━━━━━ EXERCISE MATERIALS ━━━━━

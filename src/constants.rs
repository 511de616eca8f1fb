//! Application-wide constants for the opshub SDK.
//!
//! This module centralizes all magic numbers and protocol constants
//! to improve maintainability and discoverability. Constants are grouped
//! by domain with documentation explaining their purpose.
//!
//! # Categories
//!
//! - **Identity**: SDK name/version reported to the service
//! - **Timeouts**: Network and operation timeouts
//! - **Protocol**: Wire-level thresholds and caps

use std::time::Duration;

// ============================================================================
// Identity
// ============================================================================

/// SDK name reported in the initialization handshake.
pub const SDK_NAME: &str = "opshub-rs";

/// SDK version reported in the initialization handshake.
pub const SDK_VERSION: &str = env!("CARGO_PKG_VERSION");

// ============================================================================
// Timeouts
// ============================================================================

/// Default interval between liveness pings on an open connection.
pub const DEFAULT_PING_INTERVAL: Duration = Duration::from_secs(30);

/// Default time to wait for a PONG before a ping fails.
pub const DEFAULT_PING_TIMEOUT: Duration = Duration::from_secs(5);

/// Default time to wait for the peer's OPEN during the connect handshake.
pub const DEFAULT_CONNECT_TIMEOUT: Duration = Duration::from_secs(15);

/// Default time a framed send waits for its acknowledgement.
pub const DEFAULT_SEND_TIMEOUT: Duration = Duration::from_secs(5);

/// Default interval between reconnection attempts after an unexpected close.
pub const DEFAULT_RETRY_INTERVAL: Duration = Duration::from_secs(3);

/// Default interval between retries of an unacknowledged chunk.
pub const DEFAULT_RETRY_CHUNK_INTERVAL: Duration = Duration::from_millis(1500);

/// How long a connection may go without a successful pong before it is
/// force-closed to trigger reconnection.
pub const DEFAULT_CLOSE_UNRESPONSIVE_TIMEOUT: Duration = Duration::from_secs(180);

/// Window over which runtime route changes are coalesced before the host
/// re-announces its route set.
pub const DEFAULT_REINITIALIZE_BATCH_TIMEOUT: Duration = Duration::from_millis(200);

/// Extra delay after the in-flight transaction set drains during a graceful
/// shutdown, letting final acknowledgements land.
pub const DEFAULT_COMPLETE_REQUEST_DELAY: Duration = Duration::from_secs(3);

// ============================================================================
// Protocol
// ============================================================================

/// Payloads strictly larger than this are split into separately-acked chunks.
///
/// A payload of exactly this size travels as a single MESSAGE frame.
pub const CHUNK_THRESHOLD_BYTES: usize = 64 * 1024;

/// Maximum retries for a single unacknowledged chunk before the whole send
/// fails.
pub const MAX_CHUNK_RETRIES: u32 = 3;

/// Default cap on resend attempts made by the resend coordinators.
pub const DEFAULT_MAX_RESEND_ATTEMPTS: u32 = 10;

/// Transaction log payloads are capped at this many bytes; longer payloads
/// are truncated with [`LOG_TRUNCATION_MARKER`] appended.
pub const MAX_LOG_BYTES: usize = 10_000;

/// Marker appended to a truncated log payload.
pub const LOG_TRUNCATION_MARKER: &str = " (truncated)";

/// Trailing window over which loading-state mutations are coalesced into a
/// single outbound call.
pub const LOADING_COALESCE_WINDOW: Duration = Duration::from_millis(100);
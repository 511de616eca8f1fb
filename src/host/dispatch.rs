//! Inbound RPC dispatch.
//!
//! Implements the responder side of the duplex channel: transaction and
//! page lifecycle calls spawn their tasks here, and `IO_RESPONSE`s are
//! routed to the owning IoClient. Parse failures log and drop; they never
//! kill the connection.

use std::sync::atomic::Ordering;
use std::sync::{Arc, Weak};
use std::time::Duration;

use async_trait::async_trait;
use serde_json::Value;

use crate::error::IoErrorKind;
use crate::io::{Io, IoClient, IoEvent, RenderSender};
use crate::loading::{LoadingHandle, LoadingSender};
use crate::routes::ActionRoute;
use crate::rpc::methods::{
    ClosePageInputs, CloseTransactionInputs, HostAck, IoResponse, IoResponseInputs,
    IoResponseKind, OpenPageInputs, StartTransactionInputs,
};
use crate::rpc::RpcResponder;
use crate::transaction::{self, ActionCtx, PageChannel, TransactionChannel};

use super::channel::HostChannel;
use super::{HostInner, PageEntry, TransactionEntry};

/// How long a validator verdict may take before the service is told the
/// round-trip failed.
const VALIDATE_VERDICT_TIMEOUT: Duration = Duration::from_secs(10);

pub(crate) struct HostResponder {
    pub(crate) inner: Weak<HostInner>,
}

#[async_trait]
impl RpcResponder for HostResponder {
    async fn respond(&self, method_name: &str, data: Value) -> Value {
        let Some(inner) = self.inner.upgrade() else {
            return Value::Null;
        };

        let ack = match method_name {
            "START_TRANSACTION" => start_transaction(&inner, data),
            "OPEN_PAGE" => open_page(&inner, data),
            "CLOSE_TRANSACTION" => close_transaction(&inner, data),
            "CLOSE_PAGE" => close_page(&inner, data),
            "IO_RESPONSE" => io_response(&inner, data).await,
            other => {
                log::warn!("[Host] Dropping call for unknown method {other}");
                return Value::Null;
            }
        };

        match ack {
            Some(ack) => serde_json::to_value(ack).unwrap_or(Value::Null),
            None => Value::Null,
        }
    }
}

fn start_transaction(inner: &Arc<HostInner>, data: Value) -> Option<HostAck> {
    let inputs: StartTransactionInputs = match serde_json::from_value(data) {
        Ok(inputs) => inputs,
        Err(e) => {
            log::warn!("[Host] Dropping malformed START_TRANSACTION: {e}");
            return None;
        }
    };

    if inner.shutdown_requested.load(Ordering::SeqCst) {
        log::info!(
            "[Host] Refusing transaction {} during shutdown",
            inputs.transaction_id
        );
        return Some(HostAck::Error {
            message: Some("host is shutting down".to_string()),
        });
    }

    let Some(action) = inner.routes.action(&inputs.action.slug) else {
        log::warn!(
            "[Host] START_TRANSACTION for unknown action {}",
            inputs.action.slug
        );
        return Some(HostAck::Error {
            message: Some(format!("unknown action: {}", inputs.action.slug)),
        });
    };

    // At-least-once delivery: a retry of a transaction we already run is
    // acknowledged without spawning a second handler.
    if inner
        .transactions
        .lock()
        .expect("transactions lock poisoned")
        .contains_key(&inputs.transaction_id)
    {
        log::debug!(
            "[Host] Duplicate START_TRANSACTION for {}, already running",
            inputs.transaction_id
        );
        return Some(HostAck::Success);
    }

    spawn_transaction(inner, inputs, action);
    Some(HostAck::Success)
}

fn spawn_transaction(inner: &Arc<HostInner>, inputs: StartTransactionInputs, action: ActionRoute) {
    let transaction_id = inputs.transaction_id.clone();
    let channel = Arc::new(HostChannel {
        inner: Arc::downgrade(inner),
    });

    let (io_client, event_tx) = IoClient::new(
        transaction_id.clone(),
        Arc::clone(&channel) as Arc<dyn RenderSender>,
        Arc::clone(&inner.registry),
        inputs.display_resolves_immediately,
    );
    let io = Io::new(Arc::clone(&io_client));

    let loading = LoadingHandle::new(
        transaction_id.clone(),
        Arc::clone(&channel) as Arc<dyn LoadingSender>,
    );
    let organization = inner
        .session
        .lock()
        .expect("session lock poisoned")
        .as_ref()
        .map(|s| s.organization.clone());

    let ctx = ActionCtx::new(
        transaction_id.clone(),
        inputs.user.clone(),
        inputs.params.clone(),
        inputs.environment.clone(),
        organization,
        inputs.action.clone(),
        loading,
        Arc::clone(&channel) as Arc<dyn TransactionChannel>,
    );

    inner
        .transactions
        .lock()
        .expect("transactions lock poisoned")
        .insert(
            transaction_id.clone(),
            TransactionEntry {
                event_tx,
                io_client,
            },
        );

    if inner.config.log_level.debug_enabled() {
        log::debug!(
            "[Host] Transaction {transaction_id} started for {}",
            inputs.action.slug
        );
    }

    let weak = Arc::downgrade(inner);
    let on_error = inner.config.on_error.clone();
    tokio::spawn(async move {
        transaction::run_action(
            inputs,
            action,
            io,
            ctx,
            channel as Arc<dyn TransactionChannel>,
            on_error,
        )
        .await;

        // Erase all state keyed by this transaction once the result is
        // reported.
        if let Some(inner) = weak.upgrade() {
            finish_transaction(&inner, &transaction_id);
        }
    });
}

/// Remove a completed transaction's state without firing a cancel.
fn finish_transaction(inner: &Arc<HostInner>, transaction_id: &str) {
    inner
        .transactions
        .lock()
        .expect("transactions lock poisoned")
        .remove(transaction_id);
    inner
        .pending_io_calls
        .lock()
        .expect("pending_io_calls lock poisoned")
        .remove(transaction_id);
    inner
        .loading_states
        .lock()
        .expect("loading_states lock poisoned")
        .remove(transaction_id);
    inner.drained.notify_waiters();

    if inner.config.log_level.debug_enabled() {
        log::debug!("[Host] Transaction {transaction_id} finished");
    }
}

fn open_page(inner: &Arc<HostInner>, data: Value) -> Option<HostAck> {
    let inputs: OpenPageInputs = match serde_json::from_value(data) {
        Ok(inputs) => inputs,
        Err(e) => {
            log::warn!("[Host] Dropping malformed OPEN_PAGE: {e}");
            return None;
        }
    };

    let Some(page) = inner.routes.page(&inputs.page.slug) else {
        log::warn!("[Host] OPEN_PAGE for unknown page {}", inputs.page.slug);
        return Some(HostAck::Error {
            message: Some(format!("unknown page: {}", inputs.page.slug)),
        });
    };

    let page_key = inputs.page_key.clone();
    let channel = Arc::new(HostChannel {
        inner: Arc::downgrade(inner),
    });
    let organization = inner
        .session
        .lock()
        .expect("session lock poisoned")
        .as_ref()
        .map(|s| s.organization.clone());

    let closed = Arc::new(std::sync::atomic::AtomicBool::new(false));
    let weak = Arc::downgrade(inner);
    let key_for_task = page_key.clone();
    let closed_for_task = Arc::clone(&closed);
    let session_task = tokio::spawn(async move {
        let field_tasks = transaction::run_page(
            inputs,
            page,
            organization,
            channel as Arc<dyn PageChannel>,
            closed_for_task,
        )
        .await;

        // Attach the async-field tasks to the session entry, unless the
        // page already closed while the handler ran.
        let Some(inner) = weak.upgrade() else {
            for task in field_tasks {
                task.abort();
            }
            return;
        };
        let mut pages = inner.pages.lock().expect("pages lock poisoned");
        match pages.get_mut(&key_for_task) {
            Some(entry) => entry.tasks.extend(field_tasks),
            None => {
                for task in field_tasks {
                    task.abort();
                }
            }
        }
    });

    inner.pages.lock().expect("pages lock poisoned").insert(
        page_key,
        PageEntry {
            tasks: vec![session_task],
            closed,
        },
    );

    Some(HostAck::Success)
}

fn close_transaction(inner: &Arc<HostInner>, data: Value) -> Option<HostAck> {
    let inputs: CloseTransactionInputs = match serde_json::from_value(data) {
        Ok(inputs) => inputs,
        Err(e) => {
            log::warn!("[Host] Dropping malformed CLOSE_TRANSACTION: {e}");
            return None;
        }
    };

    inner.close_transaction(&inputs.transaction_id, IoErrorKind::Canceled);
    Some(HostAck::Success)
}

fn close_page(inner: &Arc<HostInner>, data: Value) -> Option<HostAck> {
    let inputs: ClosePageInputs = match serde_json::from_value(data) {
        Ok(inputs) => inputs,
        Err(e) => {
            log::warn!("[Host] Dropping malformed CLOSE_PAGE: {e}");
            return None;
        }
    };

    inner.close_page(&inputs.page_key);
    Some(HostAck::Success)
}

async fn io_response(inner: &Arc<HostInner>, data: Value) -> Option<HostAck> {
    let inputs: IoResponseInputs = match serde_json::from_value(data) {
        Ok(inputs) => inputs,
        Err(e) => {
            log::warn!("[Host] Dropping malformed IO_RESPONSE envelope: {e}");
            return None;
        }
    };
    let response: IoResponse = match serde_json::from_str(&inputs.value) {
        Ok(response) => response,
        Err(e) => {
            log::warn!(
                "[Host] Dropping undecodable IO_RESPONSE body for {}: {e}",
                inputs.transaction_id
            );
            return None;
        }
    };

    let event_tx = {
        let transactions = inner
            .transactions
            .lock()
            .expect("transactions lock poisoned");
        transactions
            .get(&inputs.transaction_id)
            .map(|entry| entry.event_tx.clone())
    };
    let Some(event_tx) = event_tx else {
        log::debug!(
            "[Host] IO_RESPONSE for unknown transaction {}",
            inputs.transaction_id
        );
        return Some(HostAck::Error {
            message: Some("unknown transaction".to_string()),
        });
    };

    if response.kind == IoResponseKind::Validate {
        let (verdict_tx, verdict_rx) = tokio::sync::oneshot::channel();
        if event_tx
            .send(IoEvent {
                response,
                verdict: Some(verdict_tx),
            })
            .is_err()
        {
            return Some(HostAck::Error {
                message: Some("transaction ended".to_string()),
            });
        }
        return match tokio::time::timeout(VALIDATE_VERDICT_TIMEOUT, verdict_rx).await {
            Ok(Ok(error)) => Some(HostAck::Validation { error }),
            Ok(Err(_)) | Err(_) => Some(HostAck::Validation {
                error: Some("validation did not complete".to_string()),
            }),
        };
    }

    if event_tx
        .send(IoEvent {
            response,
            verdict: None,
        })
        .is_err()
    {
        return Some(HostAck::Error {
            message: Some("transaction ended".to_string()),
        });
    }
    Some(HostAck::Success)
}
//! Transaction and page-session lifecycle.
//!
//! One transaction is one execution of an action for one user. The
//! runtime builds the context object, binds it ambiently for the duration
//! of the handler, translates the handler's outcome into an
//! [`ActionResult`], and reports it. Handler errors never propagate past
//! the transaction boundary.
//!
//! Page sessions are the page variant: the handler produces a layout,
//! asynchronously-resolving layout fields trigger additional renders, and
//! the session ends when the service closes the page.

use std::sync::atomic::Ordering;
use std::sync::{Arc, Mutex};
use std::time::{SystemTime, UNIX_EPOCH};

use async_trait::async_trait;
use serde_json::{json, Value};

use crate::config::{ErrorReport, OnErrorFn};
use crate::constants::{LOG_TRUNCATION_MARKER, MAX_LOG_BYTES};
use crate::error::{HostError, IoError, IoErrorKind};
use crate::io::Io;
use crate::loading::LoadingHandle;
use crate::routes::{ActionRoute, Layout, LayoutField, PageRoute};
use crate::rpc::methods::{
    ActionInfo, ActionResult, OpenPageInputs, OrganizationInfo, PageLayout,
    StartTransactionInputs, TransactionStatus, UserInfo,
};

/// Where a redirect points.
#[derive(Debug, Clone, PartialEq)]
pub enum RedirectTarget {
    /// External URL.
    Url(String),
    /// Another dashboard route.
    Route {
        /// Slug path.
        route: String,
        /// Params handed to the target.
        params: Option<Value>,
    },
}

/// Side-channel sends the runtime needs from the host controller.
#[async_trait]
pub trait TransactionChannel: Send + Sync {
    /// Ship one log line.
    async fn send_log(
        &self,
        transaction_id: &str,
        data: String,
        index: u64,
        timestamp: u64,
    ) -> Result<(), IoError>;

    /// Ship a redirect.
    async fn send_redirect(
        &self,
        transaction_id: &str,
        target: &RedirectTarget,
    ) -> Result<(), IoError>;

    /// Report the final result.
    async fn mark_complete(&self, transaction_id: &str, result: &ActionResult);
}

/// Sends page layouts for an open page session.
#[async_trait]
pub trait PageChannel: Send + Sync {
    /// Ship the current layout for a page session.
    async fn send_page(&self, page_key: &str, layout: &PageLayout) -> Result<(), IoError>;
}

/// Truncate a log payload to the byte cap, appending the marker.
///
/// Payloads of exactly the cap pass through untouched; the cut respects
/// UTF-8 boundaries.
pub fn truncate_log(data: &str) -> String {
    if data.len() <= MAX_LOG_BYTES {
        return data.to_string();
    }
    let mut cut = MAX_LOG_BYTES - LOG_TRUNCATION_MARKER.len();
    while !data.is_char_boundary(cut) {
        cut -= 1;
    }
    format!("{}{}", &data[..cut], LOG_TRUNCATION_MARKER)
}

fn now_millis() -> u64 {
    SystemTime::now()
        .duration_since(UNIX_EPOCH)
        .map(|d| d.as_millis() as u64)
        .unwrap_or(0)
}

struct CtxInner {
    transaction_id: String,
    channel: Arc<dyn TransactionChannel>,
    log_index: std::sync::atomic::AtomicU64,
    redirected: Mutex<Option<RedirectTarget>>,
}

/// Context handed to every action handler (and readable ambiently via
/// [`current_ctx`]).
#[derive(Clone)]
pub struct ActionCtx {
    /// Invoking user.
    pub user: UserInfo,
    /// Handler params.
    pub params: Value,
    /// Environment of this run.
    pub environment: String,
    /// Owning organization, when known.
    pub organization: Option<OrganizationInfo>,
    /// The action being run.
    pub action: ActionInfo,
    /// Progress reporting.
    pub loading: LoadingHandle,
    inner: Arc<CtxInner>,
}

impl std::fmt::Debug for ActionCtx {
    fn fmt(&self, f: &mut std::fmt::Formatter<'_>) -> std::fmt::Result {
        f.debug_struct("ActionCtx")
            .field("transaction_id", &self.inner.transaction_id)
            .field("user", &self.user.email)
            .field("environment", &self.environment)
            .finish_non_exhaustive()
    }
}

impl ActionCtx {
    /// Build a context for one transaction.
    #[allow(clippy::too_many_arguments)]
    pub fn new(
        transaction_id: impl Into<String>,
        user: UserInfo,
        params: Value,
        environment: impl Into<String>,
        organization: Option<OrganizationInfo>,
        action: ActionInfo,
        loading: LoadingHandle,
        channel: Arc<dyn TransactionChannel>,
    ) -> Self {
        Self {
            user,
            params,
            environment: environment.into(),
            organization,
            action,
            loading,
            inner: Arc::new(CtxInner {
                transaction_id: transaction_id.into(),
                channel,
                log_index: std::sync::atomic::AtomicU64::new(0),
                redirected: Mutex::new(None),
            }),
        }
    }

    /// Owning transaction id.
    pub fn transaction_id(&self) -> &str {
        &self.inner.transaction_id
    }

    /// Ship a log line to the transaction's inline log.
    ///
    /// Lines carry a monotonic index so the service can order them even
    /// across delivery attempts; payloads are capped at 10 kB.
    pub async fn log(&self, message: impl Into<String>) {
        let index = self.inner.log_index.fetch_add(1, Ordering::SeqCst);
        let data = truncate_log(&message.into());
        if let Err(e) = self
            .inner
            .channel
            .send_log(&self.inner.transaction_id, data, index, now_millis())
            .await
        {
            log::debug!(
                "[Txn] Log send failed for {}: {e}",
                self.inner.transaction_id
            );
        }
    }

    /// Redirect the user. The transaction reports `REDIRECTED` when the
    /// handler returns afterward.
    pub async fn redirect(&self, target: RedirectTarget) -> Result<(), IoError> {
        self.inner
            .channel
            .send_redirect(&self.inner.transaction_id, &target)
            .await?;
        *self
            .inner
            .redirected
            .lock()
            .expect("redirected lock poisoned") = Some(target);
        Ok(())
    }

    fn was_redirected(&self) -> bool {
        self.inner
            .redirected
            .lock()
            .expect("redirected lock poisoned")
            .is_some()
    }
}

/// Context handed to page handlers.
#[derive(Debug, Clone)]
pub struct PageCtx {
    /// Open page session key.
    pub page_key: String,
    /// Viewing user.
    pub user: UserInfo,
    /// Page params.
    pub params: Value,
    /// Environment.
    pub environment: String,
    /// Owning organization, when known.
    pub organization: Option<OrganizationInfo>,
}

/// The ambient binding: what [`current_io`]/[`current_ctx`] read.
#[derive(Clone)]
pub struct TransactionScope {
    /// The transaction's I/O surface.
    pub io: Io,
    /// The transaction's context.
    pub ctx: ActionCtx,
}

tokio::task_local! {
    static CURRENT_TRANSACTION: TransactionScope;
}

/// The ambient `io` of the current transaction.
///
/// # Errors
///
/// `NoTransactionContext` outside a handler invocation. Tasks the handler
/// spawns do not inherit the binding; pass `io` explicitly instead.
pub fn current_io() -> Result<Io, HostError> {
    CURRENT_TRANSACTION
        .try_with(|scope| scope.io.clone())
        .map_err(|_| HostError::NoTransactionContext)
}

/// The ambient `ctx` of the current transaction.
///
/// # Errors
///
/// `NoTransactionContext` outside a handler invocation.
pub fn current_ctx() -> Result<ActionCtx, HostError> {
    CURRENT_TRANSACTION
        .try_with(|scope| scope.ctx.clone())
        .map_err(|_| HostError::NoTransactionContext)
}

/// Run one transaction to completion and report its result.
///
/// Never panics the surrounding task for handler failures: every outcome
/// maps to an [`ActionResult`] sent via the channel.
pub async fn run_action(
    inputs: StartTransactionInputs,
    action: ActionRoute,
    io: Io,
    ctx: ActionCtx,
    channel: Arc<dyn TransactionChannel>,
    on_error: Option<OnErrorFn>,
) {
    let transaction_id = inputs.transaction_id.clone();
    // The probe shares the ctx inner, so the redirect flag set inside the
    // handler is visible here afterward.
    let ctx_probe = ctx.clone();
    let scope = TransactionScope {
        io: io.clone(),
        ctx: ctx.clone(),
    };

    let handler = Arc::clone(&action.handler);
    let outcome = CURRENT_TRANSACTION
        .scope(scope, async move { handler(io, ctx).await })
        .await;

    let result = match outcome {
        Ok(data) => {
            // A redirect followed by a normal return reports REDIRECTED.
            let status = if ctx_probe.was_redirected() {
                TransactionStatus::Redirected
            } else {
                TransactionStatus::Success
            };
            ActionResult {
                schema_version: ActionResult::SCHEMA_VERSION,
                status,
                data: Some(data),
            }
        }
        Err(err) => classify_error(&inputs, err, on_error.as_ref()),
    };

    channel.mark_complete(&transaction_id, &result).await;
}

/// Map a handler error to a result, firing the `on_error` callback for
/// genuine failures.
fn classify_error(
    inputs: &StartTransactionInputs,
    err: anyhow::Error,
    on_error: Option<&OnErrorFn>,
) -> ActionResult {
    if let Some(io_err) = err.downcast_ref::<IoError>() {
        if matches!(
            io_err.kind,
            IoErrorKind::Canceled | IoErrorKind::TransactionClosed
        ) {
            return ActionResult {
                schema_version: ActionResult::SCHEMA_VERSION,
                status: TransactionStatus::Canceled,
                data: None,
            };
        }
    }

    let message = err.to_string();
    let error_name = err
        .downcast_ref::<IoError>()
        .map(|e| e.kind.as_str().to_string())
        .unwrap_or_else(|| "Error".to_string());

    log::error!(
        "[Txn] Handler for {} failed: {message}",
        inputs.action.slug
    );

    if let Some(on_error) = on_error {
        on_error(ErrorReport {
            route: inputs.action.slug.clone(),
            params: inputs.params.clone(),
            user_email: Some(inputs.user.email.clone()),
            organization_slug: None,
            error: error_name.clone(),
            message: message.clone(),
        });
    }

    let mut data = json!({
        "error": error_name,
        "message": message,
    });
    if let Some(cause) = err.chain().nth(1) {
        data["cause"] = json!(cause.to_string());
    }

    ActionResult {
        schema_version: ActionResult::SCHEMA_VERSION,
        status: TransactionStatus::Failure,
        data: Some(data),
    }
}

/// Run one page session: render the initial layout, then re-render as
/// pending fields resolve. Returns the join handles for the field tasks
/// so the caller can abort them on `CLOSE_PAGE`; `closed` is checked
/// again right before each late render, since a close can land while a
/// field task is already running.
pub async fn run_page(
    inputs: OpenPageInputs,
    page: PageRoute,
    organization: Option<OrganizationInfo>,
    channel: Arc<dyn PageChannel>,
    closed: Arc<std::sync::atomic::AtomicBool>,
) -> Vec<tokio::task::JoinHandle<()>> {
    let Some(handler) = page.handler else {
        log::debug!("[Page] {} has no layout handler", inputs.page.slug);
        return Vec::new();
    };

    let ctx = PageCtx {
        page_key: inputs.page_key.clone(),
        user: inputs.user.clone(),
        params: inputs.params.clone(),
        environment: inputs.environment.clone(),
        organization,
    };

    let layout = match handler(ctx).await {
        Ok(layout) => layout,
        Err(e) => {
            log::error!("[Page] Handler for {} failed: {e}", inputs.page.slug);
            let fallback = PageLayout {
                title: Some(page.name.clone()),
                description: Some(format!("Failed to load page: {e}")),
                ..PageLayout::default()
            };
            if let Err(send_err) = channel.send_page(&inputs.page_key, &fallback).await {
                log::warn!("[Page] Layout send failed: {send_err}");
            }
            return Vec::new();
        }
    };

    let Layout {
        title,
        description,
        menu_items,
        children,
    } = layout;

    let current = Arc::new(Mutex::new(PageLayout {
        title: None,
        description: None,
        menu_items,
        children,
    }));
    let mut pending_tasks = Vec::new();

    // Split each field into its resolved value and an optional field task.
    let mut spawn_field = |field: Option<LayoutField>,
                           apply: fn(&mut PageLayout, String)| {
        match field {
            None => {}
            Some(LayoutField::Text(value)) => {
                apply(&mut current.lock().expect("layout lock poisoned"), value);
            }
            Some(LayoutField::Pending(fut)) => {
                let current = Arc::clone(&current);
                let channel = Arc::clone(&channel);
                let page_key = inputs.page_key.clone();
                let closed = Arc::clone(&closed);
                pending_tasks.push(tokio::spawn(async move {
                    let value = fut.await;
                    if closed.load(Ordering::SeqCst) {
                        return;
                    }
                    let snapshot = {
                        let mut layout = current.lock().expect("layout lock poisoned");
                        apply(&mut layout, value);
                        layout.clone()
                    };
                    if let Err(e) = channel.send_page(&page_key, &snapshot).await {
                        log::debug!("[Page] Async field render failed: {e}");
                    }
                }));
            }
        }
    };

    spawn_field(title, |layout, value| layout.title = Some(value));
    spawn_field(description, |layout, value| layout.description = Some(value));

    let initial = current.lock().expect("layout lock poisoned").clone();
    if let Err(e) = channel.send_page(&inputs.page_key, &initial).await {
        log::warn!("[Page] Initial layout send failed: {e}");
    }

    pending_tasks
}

━━━━━

ACTIVITY:
State how many lines in the entries above hold the word "HostError", with no further text.

OUTPUT FOR THIS EXERCISE:
5